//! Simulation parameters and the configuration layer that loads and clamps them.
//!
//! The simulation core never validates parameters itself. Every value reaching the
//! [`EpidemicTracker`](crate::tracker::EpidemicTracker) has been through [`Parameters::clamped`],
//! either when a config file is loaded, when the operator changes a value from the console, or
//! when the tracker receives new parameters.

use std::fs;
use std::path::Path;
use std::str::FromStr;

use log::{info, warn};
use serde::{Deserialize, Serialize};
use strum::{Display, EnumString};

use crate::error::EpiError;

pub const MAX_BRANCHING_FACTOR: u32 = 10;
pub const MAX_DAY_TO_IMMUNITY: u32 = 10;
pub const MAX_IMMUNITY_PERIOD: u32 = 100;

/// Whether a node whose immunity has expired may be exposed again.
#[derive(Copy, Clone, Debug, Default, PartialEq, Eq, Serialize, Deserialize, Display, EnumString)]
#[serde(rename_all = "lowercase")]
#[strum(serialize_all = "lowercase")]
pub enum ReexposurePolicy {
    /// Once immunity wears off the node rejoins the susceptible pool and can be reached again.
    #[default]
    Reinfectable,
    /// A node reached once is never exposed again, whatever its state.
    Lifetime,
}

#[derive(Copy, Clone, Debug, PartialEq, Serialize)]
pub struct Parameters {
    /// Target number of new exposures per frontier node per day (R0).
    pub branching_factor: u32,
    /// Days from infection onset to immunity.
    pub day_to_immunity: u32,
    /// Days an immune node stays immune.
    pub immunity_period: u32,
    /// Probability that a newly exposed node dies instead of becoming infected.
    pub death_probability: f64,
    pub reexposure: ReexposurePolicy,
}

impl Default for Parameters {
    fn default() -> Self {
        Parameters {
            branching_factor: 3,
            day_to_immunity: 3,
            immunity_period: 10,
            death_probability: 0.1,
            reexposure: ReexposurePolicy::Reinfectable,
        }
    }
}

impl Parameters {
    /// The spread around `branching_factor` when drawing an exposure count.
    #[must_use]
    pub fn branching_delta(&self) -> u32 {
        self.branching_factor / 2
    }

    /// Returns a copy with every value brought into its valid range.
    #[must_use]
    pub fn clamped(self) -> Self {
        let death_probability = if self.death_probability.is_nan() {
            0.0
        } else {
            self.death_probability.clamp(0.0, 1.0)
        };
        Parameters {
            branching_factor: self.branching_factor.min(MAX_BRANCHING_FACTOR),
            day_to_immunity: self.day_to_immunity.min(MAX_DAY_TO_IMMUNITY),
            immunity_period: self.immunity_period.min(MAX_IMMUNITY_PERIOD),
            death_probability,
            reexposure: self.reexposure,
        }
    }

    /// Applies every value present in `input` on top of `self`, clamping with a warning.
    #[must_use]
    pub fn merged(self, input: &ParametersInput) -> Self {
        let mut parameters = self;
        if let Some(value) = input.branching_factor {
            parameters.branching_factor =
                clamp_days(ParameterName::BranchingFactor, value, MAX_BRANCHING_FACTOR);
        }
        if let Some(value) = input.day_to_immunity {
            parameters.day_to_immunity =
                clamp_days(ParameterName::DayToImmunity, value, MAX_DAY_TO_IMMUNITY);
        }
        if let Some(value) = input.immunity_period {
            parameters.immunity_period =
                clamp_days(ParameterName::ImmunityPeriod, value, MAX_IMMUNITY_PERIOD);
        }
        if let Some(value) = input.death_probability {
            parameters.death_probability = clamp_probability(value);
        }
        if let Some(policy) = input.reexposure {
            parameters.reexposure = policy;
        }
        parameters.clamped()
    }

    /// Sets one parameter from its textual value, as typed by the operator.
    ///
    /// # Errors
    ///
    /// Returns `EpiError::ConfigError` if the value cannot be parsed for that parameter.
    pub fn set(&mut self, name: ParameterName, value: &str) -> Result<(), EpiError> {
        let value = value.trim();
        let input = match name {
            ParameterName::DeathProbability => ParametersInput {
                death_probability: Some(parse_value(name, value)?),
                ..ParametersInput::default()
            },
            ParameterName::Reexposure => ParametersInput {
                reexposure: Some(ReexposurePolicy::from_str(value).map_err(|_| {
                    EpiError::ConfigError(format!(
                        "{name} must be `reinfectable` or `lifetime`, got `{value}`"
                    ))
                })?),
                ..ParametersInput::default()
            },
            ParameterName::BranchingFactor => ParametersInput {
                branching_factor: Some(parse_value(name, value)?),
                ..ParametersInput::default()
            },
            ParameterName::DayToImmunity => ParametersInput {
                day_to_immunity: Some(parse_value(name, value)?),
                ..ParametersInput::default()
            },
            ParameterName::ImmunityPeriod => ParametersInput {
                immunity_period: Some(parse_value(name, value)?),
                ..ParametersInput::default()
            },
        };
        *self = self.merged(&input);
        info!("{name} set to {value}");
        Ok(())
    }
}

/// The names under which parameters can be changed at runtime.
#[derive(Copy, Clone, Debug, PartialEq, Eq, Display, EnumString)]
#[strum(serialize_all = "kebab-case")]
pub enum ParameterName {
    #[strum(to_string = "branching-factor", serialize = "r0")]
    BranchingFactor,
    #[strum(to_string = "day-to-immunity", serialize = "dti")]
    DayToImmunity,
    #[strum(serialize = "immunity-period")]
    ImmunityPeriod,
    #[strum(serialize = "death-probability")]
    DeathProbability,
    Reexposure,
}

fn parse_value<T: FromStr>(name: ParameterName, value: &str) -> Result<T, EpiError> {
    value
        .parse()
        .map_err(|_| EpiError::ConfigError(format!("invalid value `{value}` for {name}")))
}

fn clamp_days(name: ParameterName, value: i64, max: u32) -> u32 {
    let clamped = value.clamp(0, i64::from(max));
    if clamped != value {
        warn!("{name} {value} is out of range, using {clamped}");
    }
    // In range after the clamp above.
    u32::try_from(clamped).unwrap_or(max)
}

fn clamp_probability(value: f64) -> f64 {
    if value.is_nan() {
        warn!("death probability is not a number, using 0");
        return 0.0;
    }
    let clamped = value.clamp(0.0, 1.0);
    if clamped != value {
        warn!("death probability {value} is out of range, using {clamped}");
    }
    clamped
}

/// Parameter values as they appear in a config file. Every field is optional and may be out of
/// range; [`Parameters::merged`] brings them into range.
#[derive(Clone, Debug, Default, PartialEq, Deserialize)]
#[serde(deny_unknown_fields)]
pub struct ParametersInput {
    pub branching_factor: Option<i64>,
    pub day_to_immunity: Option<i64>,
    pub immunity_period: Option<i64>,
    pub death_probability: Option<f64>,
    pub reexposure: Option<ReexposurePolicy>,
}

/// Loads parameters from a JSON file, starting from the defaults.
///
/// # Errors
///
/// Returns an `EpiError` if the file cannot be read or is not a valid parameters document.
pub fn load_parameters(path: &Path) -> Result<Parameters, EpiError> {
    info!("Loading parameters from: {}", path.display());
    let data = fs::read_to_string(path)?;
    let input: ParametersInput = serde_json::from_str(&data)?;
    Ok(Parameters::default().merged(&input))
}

...

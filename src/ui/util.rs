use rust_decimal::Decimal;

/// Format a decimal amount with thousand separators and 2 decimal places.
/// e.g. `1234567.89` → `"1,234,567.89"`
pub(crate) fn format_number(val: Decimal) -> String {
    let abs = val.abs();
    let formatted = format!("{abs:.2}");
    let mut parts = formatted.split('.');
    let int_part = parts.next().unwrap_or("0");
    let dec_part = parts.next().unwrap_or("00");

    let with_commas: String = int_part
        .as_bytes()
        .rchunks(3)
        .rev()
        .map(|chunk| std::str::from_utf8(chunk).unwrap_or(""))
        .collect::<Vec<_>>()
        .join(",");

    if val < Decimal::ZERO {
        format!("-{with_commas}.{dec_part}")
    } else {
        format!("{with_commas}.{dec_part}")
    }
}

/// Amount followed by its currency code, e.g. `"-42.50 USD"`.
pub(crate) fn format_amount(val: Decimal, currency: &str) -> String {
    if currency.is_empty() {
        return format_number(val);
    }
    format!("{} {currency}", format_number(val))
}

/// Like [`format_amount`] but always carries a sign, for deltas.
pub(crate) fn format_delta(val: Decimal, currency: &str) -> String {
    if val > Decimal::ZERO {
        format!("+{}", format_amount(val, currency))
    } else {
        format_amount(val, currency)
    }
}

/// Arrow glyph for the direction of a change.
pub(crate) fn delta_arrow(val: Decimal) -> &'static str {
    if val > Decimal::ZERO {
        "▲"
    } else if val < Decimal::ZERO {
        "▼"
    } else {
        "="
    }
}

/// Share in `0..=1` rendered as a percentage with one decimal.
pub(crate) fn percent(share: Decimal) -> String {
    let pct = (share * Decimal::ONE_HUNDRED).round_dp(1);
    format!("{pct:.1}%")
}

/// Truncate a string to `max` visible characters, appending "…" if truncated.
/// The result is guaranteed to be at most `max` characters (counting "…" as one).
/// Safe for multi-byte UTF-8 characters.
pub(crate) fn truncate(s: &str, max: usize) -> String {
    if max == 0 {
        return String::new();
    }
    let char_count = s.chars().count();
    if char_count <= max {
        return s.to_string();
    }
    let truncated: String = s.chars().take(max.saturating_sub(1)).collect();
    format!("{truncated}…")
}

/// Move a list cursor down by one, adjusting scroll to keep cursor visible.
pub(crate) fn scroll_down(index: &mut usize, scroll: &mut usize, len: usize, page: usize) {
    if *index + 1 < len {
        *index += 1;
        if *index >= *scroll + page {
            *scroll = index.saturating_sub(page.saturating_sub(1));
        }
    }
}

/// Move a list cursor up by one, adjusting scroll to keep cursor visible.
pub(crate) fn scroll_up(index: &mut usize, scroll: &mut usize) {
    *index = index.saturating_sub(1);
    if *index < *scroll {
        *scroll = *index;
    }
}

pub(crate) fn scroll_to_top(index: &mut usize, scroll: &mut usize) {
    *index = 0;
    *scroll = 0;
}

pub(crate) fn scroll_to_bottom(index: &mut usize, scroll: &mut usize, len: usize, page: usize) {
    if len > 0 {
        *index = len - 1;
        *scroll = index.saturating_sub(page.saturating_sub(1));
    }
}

**Description of the task**
In the entries above, restate word for word the lines between the one holding "pub(crate) fn percent(share: Decimal)" and the one holding "multi-byte UTF-8 characters.", inclusive, and nothing besides.

**Result**
pub(crate) fn percent(share: Decimal) -> String {
    let pct = (share * Decimal::ONE_HUNDRED).round_dp(1);
    format!("{pct:.1}%")
}

/// Truncate a string to `max` visible characters, appending "…" if truncated.
/// The result is guaranteed to be at most `max` characters (counting "…" as one).
/// Safe for multi-byte UTF-8 characters.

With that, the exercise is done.